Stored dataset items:
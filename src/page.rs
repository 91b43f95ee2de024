//! HTML page rendering.
//!
//! Turns a [`ParsedFile`] and its filter manifest into the Markdown file
//! Hugo consumes: the original front matter followed by a pre-rendered HTML
//! body.
//!
//! ## Node rendering
//!
//! - **text**: Markdown through `pulldown-cmark`
//! - **`partial` tags**: the resolved partial's tree, inlined
//! - **`img` tags**: `src` prefixed with `site_params.img_url`
//! - **other tags**: `div.mdoc-tag.mdoc-<name>` with the tag's classes and id
//! - **error nodes**: nothing
//!
//! ## Page layout
//!
//! ```text
//! article.mdoc-page
//! ├── h1                                  title
//! ├── script#mdoc-page-filters            minified manifest (JSON)
//! ├── script#mdoc-filter-options          option sets the filters reach (JSON)
//! ├── div.mdoc-content                    rendered body
//! └── section.mdoc-further-reading        optional
//! ```
//!
//! Uses [maud](https://maud.lambda.xyz/) for templating, so every attribute
//! and text value is escaped.

use crate::ast::{AnnotationKind, Node, NodeType};
use crate::config::SiteConfig;
use crate::document::ParsedFile;
use crate::filters::{OptionCatalog, PageFiltersManifest};
use crate::frontmatter::{FrontmatterError, FurtherReadingLink, validate_minified_filters};
use crate::partials::FILE_ATTRIBUTE;
use maud::{Markup, PreEscaped, html};
use pulldown_cmark::{Parser, html as md_html};
use thiserror::Error;

/// Element id of the embedded filter manifest.
pub const MANIFEST_SCRIPT_ID: &str = "mdoc-page-filters";

/// Element id of the embedded option sets.
pub const OPTIONS_SCRIPT_ID: &str = "mdoc-filter-options";

#[derive(Error, Debug)]
pub enum PageError {
    #[error("failed to serialize page filter data: {0}")]
    Json(#[from] serde_json::Error),
    #[error("page filter manifest is not embeddable")]
    Manifest(#[source] FrontmatterError),
}

/// Everything needed to render one page.
pub struct PageInputs<'a> {
    pub parsed: &'a ParsedFile,
    pub manifest: &'a PageFiltersManifest,
    /// Catalog subset the page's filters reach, from [`crate::filters::options_for_page`].
    pub filter_options: &'a OptionCatalog,
    pub config: &'a SiteConfig,
}

/// A rendered page.
#[derive(Debug, Clone, PartialEq)]
pub struct BuiltPage {
    pub title: String,
    /// Front matter exactly as written in the source file.
    pub frontmatter: String,
    pub html: String,
}

impl BuiltPage {
    /// Front matter block followed by the HTML body.
    pub fn to_hugo_markdown(&self) -> String {
        format!("---\n{}\n---\n{}\n", self.frontmatter, self.html)
    }
}

pub fn build_page(inputs: &PageInputs<'_>) -> Result<BuiltPage, PageError> {
    let parsed = inputs.parsed;
    let renderer = Renderer {
        parsed,
        img_url: inputs.config.img_url(),
    };

    let minified = inputs.manifest.minified();
    validate_minified_filters(&minified).map_err(PageError::Manifest)?;
    let manifest_json = escape_script(&serde_json::to_string(&minified)?);
    let options_json = escape_script(&serde_json::to_string(inputs.filter_options)?);
    let body = renderer.node(&parsed.ast);

    let page = html! {
        article.mdoc-page {
            h1 { (parsed.frontmatter.title) }
            @if !inputs.manifest.is_empty() {
                script type="application/json" id=(MANIFEST_SCRIPT_ID) {
                    (PreEscaped(manifest_json))
                }
                script type="application/json" id=(OPTIONS_SCRIPT_ID) {
                    (PreEscaped(options_json))
                }
            }
            div.mdoc-content {
                (body)
            }
            @if let Some(links) = &parsed.frontmatter.further_reading {
                (further_reading(links))
            }
        }
    };

    Ok(BuiltPage {
        title: parsed.frontmatter.title.clone(),
        frontmatter: parsed.ast.frontmatter().unwrap_or_default().to_string(),
        html: page.into_string(),
    })
}

struct Renderer<'a> {
    parsed: &'a ParsedFile,
    img_url: &'a str,
}

impl Renderer<'_> {
    fn node(&self, node: &Node) -> Markup {
        match node.node_type {
            NodeType::Document => self.children(node),
            NodeType::Text => markdown(node.content.as_deref().unwrap_or_default()),
            NodeType::Tag => self.tag(node),
            NodeType::Error => html! {},
        }
    }

    fn children(&self, node: &Node) -> Markup {
        html! {
            @for child in &node.children {
                (self.node(child))
            }
        }
    }

    fn tag(&self, node: &Node) -> Markup {
        if node.is_partial() {
            return node
                .attribute(FILE_ATTRIBUTE)
                .and_then(|file| self.parsed.partials.get(file))
                .map_or_else(|| html! {}, |tree| self.node(tree));
        }

        let name = node.tag.as_deref().unwrap_or_default();
        if name == "img" {
            let src = node.attribute("src").map(|src| image_url(self.img_url, src));
            return html! {
                img src=[src] alt=[node.attribute("alt")];
            };
        }

        let mut classes = vec!["mdoc-tag".to_string(), format!("mdoc-{name}")];
        classes.extend(
            node.annotations
                .iter()
                .filter(|a| a.kind == AnnotationKind::Class)
                .map(|a| a.name.clone()),
        );
        let id = node
            .annotations
            .iter()
            .find(|a| a.kind == AnnotationKind::Id)
            .map(|a| a.name.as_str());

        html! {
            div class=(classes.join(" ")) id=[id] {
                (self.children(node))
            }
        }
    }
}

fn further_reading(links: &[FurtherReadingLink]) -> Markup {
    html! {
        section.mdoc-further-reading {
            h2 { "Further reading" }
            ul {
                @for link in links {
                    li {
                        a href=(link.link) { (link.text) }
                        @if let Some(tag) = &link.tag {
                            " "
                            span.mdoc-link-tag { (tag) }
                        }
                    }
                }
            }
        }
    }
}

fn markdown(source: &str) -> Markup {
    let mut out = String::new();
    md_html::push_html(&mut out, Parser::new(source));
    PreEscaped(out)
}

/// Joins a relative image path onto the image host; absolute URLs pass through.
fn image_url(img_url: &str, src: &str) -> String {
    if src.starts_with("http://") || src.starts_with("https://") {
        return src.to_string();
    }
    format!(
        "{}/{}",
        img_url.trim_end_matches('/'),
        src.trim_start_matches('/')
    )
}

/// Keeps embedded JSON from closing its `<script>` element early.
fn escape_script(json: &str) -> String {
    json.replace("</", "<\\/")
}

#[cfg(test)]
mod tests {
    use super::*;
    use crate::document::parse_source;
    use crate::filters::{Allowlist, FilterOption, ManifestFilter, build_manifest, options_for_page};
    use crate::frontmatter::PageFilterConfig;
    use std::fs;
    use std::path::Path;
    use tempfile::TempDir;

    fn config() -> SiteConfig {
        let mut config = SiteConfig::default();
        config.site_params.img_url = Some("https://img.example.com/".to_string());
        config
    }

    fn render(source: &str, partials: &[(&str, &str)]) -> BuiltPage {
        let tmp = TempDir::new().unwrap();
        for (name, content) in partials {
            fs::write(tmp.path().join(name), content).unwrap();
        }
        let parsed = parse_source(source, Path::new("page.mdoc"), tmp.path()).unwrap();
        let manifest = PageFiltersManifest::default();
        build_page(&PageInputs {
            parsed: &parsed,
            manifest: &manifest,
            filter_options: &OptionCatalog::default(),
            config: &config(),
        })
        .unwrap()
    }

    #[test]
    fn renders_title_and_markdown() {
        let page = render("---\ntitle: Colors\n---\n# Primary\n\nSome *emphasis*.\n", &[]);
        assert!(page.html.contains("<h1>Colors</h1>"));
        assert!(page.html.contains("<h1>Primary</h1>"));
        assert!(page.html.contains("<em>emphasis</em>"));
        assert_eq!(page.title, "Colors");
    }

    #[test]
    fn partials_are_inlined() {
        let page = render(
            "---\ntitle: T\n---\n{% partial file=\"note.mdoc\" /%}\n",
            &[("note.mdoc", "From the partial.\n")],
        );
        assert!(page.html.contains("<p>From the partial.</p>"));
    }

    #[test]
    fn images_use_configured_host() {
        let page = render(
            "---\ntitle: T\n---\n{% img src=\"/colors/wheel.png\" alt=\"Color wheel\" /%}\n",
            &[],
        );
        assert!(
            page.html
                .contains(r#"<img src="https://img.example.com/colors/wheel.png" alt="Color wheel">"#)
        );
    }

    #[test]
    fn absolute_image_urls_untouched() {
        assert_eq!(
            image_url("https://img.example.com", "https://other.com/a.png"),
            "https://other.com/a.png"
        );
        assert_eq!(
            image_url("https://img.example.com", "a.png"),
            "https://img.example.com/a.png"
        );
    }

    #[test]
    fn generic_tags_become_divs() {
        let page = render(
            "---\ntitle: T\n---\n{% alert .warning #careful %}\nMind the paint.\n{% /alert %}\n",
            &[],
        );
        assert!(page.html.contains(
            r#"<div class="mdoc-tag mdoc-alert warning" id="careful"><p>Mind the paint.</p>"#
        ));
    }

    #[test]
    fn error_nodes_render_nothing() {
        let page = render("---\ntitle: T\n---\n{% /stray %}\nText\n", &[]);
        assert!(!page.html.contains("stray"));
        assert!(page.html.contains("<p>Text</p>"));
    }

    #[test]
    fn further_reading_listed() {
        let page = render(
            "---\ntitle: T\nfurther_reading:\n  - link: https://example.com\n    text: Example\n    tag: blog\n---\nBody\n",
            &[],
        );
        assert!(page.html.contains(r#"<a href="https://example.com">Example</a>"#));
        assert!(page.html.contains(r#"<span class="mdoc-link-tag">blog</span>"#));
    }

    #[test]
    fn manifest_embedded_when_filters_present() {
        let tmp = TempDir::new().unwrap();
        let source = "---\ntitle: T\npage_filters:\n  - display_name: color\n    id: color\n    options_source: color_options\n---\nBody\n";
        let parsed = parse_source(source, Path::new("page.mdoc"), tmp.path()).unwrap();

        let mut catalog = OptionCatalog::default();
        catalog.insert(
            "color_options".into(),
            vec![FilterOption {
                id: "red".into(),
                display_name: "Red".into(),
                default: true,
            }],
        );
        catalog.insert("size_options".into(), vec![]);
        let allowlist = Allowlist {
            filter_ids: ["color".to_string()].into(),
            option_ids: ["red".to_string()].into(),
        };
        let manifest = build_manifest(&parsed.frontmatter, &catalog, &allowlist);
        let filter_options = options_for_page(&parsed.frontmatter, &catalog);
        let page = build_page(&PageInputs {
            parsed: &parsed,
            manifest: &manifest,
            filter_options: &filter_options,
            config: &config(),
        })
        .unwrap();

        assert!(page.html.contains(&format!(
            r#"<script type="application/json" id="{MANIFEST_SCRIPT_ID}">[{{"n":"color","i":"color","o":"color_options"}}]</script>"#
        )));
        assert!(page.html.contains(&format!(
            r#"<script type="application/json" id="{OPTIONS_SCRIPT_ID}">{{"color_options":[{{"id":"red","display_name":"Red","default":true}}]}}</script>"#
        )));
    }

    #[test]
    fn malformed_manifest_not_embedded() {
        let tmp = TempDir::new().unwrap();
        let parsed = parse_source("---\ntitle: T\n---\nBody\n", Path::new("page.mdoc"), tmp.path()).unwrap();
        let mut manifest = PageFiltersManifest::default();
        manifest.filters.insert(
            "Color".into(),
            ManifestFilter {
                config: PageFilterConfig {
                    display_name: "color".into(),
                    id: "Color".into(),
                    options_source: "color_options".into(),
                    default_value: None,
                },
                default_value: None,
                possible_values: vec![],
            },
        );

        let err = build_page(&PageInputs {
            parsed: &parsed,
            manifest: &manifest,
            filter_options: &OptionCatalog::default(),
            config: &config(),
        })
        .unwrap_err();
        assert!(matches!(
            err,
            PageError::Manifest(FrontmatterError::InvalidField { ref field, .. }) if field == "[0].i"
        ));
    }

    #[test]
    fn no_manifest_script_without_filters() {
        let page = render("---\ntitle: T\n---\nBody\n", &[]);
        assert!(!page.html.contains(MANIFEST_SCRIPT_ID));
        assert!(!page.html.contains(OPTIONS_SCRIPT_ID));
    }

    #[test]
    fn hugo_markdown_keeps_frontmatter() {
        let page = render("---\ntitle: T\naliases: [/old]\n---\nBody\n", &[]);
        let md = page.to_hugo_markdown();
        assert!(md.starts_with("---\ntitle: T\naliases: [/old]\n---\n<article"));
    }

    #[test]
    fn script_escape() {
        assert_eq!(escape_script(r#"["</script>"]"#), r#"["<\/script>"]"#);
    }

    #[test]
    fn html_escape_in_text_attributes() {
        let page = render("---\ntitle: \"<b>Bold</b>\"\n---\nBody\n", &[]);
        assert!(page.html.contains("&lt;b&gt;Bold&lt;/b&gt;"));
    }
}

--- About this exercise ---
Repeat exactly the lines from the first line of the records above through the line containing "classes and id", both included, and nothing else.

--- Reply ---
filename src/page.rs
repository 91b43f95ee2de024
//! HTML page rendering.
//!
//! Turns a [`ParsedFile`] and its filter manifest into the Markdown file
//! Hugo consumes: the original front matter followed by a pre-rendered HTML
//! body.
//!
//! ## Node rendering
//!
//! - **text**: Markdown through `pulldown-cmark`
//! - **`partial` tags**: the resolved partial's tree, inlined
//! - **`img` tags**: `src` prefixed with `site_params.img_url`
//! - **other tags**: `div.mdoc-tag.mdoc-<name>` with the tag's classes and id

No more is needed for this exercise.